Entries taken from a collection
════════
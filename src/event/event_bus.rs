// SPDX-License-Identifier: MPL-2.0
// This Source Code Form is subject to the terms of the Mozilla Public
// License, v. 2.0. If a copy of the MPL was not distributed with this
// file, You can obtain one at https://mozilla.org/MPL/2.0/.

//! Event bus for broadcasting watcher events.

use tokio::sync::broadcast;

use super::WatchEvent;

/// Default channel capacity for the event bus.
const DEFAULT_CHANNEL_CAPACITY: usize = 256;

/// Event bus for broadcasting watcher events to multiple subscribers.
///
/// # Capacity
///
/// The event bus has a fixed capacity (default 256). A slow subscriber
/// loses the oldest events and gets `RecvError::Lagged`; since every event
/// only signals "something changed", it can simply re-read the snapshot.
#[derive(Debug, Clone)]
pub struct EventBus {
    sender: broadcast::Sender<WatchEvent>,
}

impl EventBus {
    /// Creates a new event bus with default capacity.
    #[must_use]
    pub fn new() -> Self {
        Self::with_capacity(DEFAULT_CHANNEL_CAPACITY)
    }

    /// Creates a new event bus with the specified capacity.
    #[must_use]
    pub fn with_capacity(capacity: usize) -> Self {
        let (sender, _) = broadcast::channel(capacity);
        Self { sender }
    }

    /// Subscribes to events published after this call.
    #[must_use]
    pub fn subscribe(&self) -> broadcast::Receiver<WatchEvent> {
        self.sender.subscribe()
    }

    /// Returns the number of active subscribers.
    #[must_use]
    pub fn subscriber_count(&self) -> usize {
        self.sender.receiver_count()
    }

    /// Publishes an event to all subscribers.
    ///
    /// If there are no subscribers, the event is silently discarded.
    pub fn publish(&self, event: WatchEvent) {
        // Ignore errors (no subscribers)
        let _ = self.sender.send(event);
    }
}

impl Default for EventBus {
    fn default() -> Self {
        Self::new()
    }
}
════════
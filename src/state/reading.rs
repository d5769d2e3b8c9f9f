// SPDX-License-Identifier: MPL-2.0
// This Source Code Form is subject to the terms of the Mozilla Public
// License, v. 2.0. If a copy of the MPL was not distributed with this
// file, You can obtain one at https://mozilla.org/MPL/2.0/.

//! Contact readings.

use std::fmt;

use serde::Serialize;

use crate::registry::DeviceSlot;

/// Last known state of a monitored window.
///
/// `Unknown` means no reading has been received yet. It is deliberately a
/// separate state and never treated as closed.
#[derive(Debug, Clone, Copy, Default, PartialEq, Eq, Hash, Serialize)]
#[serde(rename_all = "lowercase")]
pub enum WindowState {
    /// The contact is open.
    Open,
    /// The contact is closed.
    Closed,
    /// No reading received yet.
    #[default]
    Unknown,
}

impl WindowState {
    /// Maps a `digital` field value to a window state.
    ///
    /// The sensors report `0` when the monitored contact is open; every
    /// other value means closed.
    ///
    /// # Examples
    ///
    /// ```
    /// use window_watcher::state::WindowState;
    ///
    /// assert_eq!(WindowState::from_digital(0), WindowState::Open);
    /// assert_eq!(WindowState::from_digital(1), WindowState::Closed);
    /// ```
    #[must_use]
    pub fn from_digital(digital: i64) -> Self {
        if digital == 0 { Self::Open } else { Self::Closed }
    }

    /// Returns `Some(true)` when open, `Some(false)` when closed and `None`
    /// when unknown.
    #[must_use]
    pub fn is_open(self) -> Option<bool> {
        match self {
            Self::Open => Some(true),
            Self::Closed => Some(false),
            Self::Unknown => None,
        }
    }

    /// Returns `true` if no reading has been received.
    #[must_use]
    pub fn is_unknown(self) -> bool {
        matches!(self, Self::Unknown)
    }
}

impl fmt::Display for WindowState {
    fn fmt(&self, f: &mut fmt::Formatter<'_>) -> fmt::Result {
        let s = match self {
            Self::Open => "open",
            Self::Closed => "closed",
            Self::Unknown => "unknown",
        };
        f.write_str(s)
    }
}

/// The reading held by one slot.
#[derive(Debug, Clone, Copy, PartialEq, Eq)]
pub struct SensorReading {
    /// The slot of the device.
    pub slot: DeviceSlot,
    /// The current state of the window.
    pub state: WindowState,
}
════════
* _What the task requires_
What lines above contain "means"? Copy them out.

* _Solution for this problem_
/// `Unknown` means no reading has been received yet. It is deliberately a
    /// other value means closed.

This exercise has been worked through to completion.